Targeted antimicrobial stewardship (AMS) is associated with improved prescribing quality and reduced broad-spectrum antibiotic use, according to a recent Danish study, supporting structured, pharmacist-inclusive interventions in hospital practice.
The prospective, quasi-experimental before-and-after study evaluated the impact of a multidisciplinary AMS programme on piperacillin–tazobactam (TZP) use at Copenhagen University Hospital in Denmark.
Published in the Journal of Hospital Infection, the study aimed to reduce broad-spectrum antibiotic use, improve prescribing quality and assess clinical safety following AMS implementation.
Following a pilot phase from September to December 2022 in which baseline TZP prescribing was assessed, the intervention was introduced in January 2023 and included prospective audit and feedback, education and monthly departmental reports.
The AMS team comprised infectious diseases specialists, a clinical microbiologist and a clinical pharmacist, supported by ward-level physician champions.
TZP and multidisciplinary AMS
Across the three-year study period, 156,035 hospital admissions were analysed, including 92,346 (59.2%) in departments exposed to AMS. The study population consisted of adult inpatients across medical and surgical specialties, with comparator departments receiving no AMS input.
Implementation of the AMS programme was associated with a 19.5% reduction in TZP use in participating departments (95% CI: −25.5 to −13.5%; P < 0.001), while its use increased by 26.7% in non-AMS departments (95% CI: 18.6–34.9%; P < 0.001).
Prescribing quality also improved significantly.
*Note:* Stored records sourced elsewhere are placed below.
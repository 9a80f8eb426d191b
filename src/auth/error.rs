use thiserror::Error;

/// Errors from resolving signing keys
#[derive(Debug, Error)]
pub enum KeyError {
    #[error("Signing key not found: {0}")]
    KeyNotFound(String),

    #[error("Failed to fetch key set from {url}: {reason}")]
    Fetch { url: String, reason: String },
}

/// A key set document that is not a JWKS at all. Individual unusable keys are skipped, not errors.
#[derive(Debug, Error)]
#[error("invalid JWKS document: {0}")]
pub struct JwksParseError(#[from] serde_json::Error);

/// Why a bearer credential was refused.
///
/// Every variant maps to a 401. `reason()` is the stable, client-safe description;
/// the `Display` form may carry more context and is meant for server logs.
#[derive(Debug, Error)]
pub enum AuthError {
    #[error("Missing Authorization header")]
    MissingCredentials,

    #[error("Authorization header must use the 'Bearer <token>' format")]
    InvalidAuthorizationHeader,

    #[error("Malformed token: {0}")]
    MalformedToken(String),

    #[error("Signing key could not be resolved: {0}")]
    UnknownSigningKey(String),

    #[error("Token algorithm not accepted for this key")]
    UnsupportedAlgorithm,

    #[error("Invalid token signature")]
    InvalidSignature,

    #[error("Token has expired")]
    Expired,

    #[error("Token is not yet valid")]
    NotYetValid,

    #[error("Invalid audience")]
    InvalidAudience,

    #[error("Invalid issuer")]
    InvalidIssuer,

    #[error("Token has no subject claim")]
    MissingSubject,

    #[error("Invalid token: {0}")]
    Invalid(String),
}

impl AuthError {
    /// Client-facing failure reason. Never includes token contents or key material.
    pub fn reason(&self) -> &'static str {
        match self {
            AuthError::MissingCredentials | AuthError::InvalidAuthorizationHeader => {
                "missing or invalid Authorization header"
            }
            AuthError::MalformedToken(_) => "malformed token",
            AuthError::UnknownSigningKey(_) => "signing key not found",
            AuthError::UnsupportedAlgorithm => "unsupported algorithm",
            AuthError::InvalidSignature => "invalid signature",
            AuthError::Expired => "token has expired",
            AuthError::NotYetValid => "token not yet valid",
            AuthError::InvalidAudience => "invalid audience",
            AuthError::InvalidIssuer => "invalid issuer",
            AuthError::MissingSubject => "missing subject claim",
            AuthError::Invalid(_) => "invalid token",
        }
    }

    /// True when the header itself was unusable and no verification was attempted
    pub fn is_header_error(&self) -> bool {
        matches!(
            self,
            AuthError::MissingCredentials | AuthError::InvalidAuthorizationHeader
        )
    }
}

impl From<KeyError> for AuthError {
    fn from(err: KeyError) -> Self {
        match err {
            KeyError::KeyNotFound(kid) => AuthError::UnknownSigningKey(kid),
            // Whatever the cause, an unresolvable key means the signature cannot be trusted
            KeyError::Fetch { url, reason } => {
                AuthError::UnknownSigningKey(format!("key set unavailable ({}): {}", url, reason))
            }
        }
    }
}

impl From<jsonwebtoken::errors::Error> for AuthError {
    fn from(err: jsonwebtoken::errors::Error) -> Self {
        use jsonwebtoken::errors::ErrorKind;

        match err.kind() {
            ErrorKind::ExpiredSignature => AuthError::Expired,
            ErrorKind::ImmatureSignature => AuthError::NotYetValid,
            ErrorKind::InvalidAudience => AuthError::InvalidAudience,
            ErrorKind::InvalidIssuer => AuthError::InvalidIssuer,
            ErrorKind::InvalidSignature => AuthError::InvalidSignature,
            ErrorKind::InvalidAlgorithm => AuthError::UnsupportedAlgorithm,
            ErrorKind::MissingRequiredClaim(claim) => match claim.as_str() {
                "aud" => AuthError::InvalidAudience,
                "iss" => AuthError::InvalidIssuer,
                "sub" => AuthError::MissingSubject,
                other => AuthError::Invalid(format!("missing required claim '{}'", other)),
            },
            ErrorKind::InvalidToken
            | ErrorKind::Base64(_)
            | ErrorKind::Json(_)
            | ErrorKind::Utf8(_) => AuthError::MalformedToken(err.to_string()),
            _ => AuthError::Invalid(err.to_string()),
        }
    }
}
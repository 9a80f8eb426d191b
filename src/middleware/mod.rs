pub mod auth;
pub mod context;
pub mod entitlement;

pub use auth::authenticate;
pub use context::RequestContext;
pub use entitlement::attach_entitlements;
Point prevalence survey data for 262 TZP prescriptions demonstrated increased guideline adherence (44.2% to 66.9%), improved documentation of indication (50.7% to 75.8%), treatment planning (4.3% to 30.6%) and reassessment within 72 hours (16.7% to 49.2%).
The intervention also drove a shift towards narrower-spectrum therapy, with increased use of benzylpenicillin (14.2%), ampicillin (20.2%) and aminoglycosides (36.4%) in AMS departments.
Importantly, clinical safety outcomes were maintained. In-hospital mortality remained stable (6.0% vs 6.1%; P = 0.962), while 30-day readmission decreased from 11.6% to 10.2% (P = 0.0001).
Evaluating stewardship impact
The authors acknowledged that the non-randomised design and structural differences between AMS and non-AMS departments introduced potential confounding. In addition, the point prevalence surveys were limited to two time points in 2021 and 2022, and the relatively small sample size may also restrict the statistical power of the results.
Patient-level data, microbiological outcomes and spectrum-based antibiotic metrics were not available, restricting assessment of appropriateness and resistance trends, they added. Therefore, future research should incorporate these to better evaluate stewardship impact.
Overall, the findings suggested that a structured, multidisciplinary AMS programme can reduce broad-spectrum antibiotic use and improve prescribing quality without adverse safety signals, reinforcing the value of pharmacist-led stewardship activities in routine hospital care.
The authors also highlighted that sustained impact required ongoing audit and feedback, noting reduced effect in 2024 when intervention intensity declined, and the need to integrate AMS into routine workflows instead of short-term project structures.
At ESCMID Global 2025, Dr Carolina Garcia-Vidal, infectious diseases consultant at Hospital Clinic Barcelona, Spain, discussed how the novel antibiotic combination cefepime/enmetazobactam outperformed piperacillin/tazobactam in clinical cure and microbiological eradication in clinical trial data.
She also called for greater inclusion of these microbiome considerations in clinical guidelines.
Reference
Holler JG et al. Impact of a multi-disciplinary antimicrobial stewardship programme on piperacillin–tazobactam use at a Danish university hospital: a before-and-after interventional study. J Hosp Infect. 2026;170:81–91.